Episode 11: David Heatley, Killer Fog, PB&J

self-portrait of David Heatley/courtesy the artist

This week: Cartoonist David Heatley literally tells all… we inhale a glassful of London’s killer fog… and star pastry chef Adrian Vasquez makes a peanut butter sandwich that’ll make your brain hurt.

Drink Recipe: “The 52 Fizz”

For much of the 20th Century, England’s romantic mist was actually a not-so-romantic brew of coal smoke and fog — the word “smog” was coined to describe it. This week in 1952, the worst smog ever descended upon London, killing at least four thousand people… and providing the inspiration for this week’s cocktail.

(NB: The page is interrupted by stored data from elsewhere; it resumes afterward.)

//! Web UI routes for asking the support crew a question.
//!
//! Two variants share one template:
//! - `GET /` + `POST /ask` — the primary form; the crew runs quietly and the
//!   response is postprocessed down to the final answer.
//! - `GET /raw` + `POST /raw/ask` — diagnostic form; the crew runs verbose
//!   and the full unextracted response is rendered.

use std::sync::Arc;

use axum::{
    extract::State,
    http::StatusCode,
    response::Html,
    routing::{get, post},
    Form, Router,
};
use serde::Deserialize;
use supportcrew_agent::crew::Crew;
use supportcrew_core::extract_final_answer;
use tera::{Context, Tera};
use tracing::{error, info, warn};
use uuid::Uuid;

#[derive(Clone)]
pub struct AskState {
    templates: Arc<Tera>,
    crew: Arc<Crew>,
    raw_crew: Arc<Crew>,
}

#[derive(Debug, Deserialize)]
pub struct AskForm {
    pub question: String,
}

/// Initialize the Tera engine with the ask templates.
fn init_templates() -> Arc<Tera> {
    let mut tera = match Tera::new("templates/ask/**/*") {
        Ok(t) => t,
        Err(e) => {
            warn!(error = %e, "failed to load ask templates from filesystem, using empty Tera instance");
            Tera::default()
        }
    };

    // Embedded fallback in case filesystem templates are not available
    tera.add_raw_template("index.html", include_str!("../../../templates/ask/index.html")).ok();

    Arc::new(tera)
}

pub fn router(crew: Arc<Crew>, raw_crew: Arc<Crew>) -> Router {
    let templates = init_templates();

    Router::new()
        .route("/", get(index_page))
        .route("/ask", post(submit))
        .route("/raw", get(raw_index_page))
        .route("/raw/ask", post(submit_raw))
        .with_state(AskState { templates, crew, raw_crew })
}

async fn index_page(State(state): State<AskState>) -> Result<Html<String>, (StatusCode, Html<String>)> {
    render_form(&state, Variant::Extracted, None, None, None)
}

async fn raw_index_page(
    State(state): State<AskState>,
) -> Result<Html<String>, (StatusCode, Html<String>)> {
    render_form(&state, Variant::Raw, None, None, None)
}

pub async fn submit(
    State(state): State<AskState>,
    Form(form): Form<AskForm>,
) -> Result<Html<String>, (StatusCode, Html<String>)> {
    handle_question(state, form, Variant::Extracted).await
}

pub async fn submit_raw(
    State(state): State<AskState>,
    Form(form): Form<AskForm>,
) -> Result<Html<String>, (StatusCode, Html<String>)> {
    handle_question(state, form, Variant::Raw).await
}

#[derive(Clone, Copy, Debug, PartialEq, Eq)]
enum Variant {
    Extracted,
    Raw,
}

impl Variant {
    fn title(self) -> &'static str {
        match self {
            Variant::Extracted => "AI Learning Center Support",
            Variant::Raw => "AI Learning Center Support (raw)",
        }
    }

    fn action(self) -> &'static str {
        match self {
            Variant::Extracted => "/ask",
            Variant::Raw => "/raw/ask",
        }
    }
}

async fn handle_question(
    state: AskState,
    form: AskForm,
    variant: Variant,
) -> Result<Html<String>, (StatusCode, Html<String>)> {
    let question = form.question.trim().to_string();
    if question.is_empty() {
        return render_form(
            &state,
            variant,
            Some("Please enter a question first."),
            None,
            None,
        );
    }

    let correlation_id = Uuid::new_v4().to_string();
    info!(
        event_name = "ask.question_received",
        correlation_id = %correlation_id,
        question = %question,
        variant = ?variant,
        "running support crew"
    );

    let crew = match variant {
        Variant::Extracted => &state.crew,
        Variant::Raw => &state.raw_crew,
    };

    let raw_answer = crew.kickoff(&question).await.map_err(|e| {
        error!(
            event_name = "ask.crew_failed",
            correlation_id = %correlation_id,
            error = %e,
            "support crew run failed"
        );
        (
            StatusCode::INTERNAL_SERVER_ERROR,
            Html(format!("<h1>Error</h1><p>The support crew failed to answer: {e}</p>")),
        )
    })?;

    let answer = match variant {
        Variant::Extracted => extract_final_answer(&raw_answer),
        Variant::Raw => raw_answer,
    };

    info!(
        event_name = "ask.answer_ready",
        correlation_id = %correlation_id,
        answer_bytes = answer.len(),
        "answer rendered"
    );

    render_form(&state, variant, None, Some(&question), Some(&answer))
}

fn render_form(
    state: &AskState,
    variant: Variant,
    warning: Option<&str>,
    question: Option<&str>,
    answer: Option<&str>,
) -> Result<Html<String>, (StatusCode, Html<String>)> {
    let mut context = Context::new();
    context.insert("title", variant.title());
    context.insert("action", variant.action());
    if let Some(warning) = warning {
        context.insert("warning", warning);
    }
    if let Some(question) = question {
        context.insert("question", question);
    }
    if let Some(answer) = answer {
        context.insert("answer", answer);
    }

    let html = state.templates.render("index.html", &context).map_err(|e| {
        (
            StatusCode::INTERNAL_SERVER_ERROR,
            Html(format!("<h1>Template Error</h1><pre>{e:?}</pre>")),
        )
    })?;

    Ok(Html(html))
}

Recipe as invented by Martin Ball, bartend at MatchBar in London’s Clerkenwell district:

In a shaker, add:

  • 2.5 oz. Beefeater gin
  • Dash of passionfruit juice, aka “Dash of Pash”
  • Sweet-and-sour syrup – ¾ oz. lemon juice and ¾ oz. sugar
  • ½ egg white for “cloudy” effect
  • 1 barspoon of Islay whiskey for a “smoky” finish

Shake violently (to get egg white frothy) and strain into highball glass over ice.

After Dinner Mint

Notes on this week’s show

This week’s Icebreaker comes from pop maestro Ed Harcourt, who was kind enough to grant us an audience backstage after his wondrous L.A. appearance with the Gutter Twins. The expansive songs and (often hilarious) videos compiled here, btw, don’t quite convey just how hard Ed rocks live.

The MatchBar chain is run by Dick Bradsell, one of the architects of the UK’s mixology renaissance that started in the late 1990s. These days London’s considered probably the best city on Earth to quaff quality cocktails. Downside: you’ll have to pay for it in pounds sterling.

Speaking of this week’s cocktail — UK city-dwellers of old put up with a surprising amount of post-industrial smog, but it’s not like they didn’t know it was bad for them. Evidence: this 1947 British educational film… featuring some quaintly useless advice for the oxygen-starved.

Our “One For the Road” this week is a 1966 number from French chanteuse Chantal Goya. It was originally featured in Jean-Luc Godard’s teen dramedy “Masculin Feminin”… along with six other Goya tunes, a couple of which appear, groovily, here. Non French speakers are encouraged to watch anyway and bask in the palpable coolness.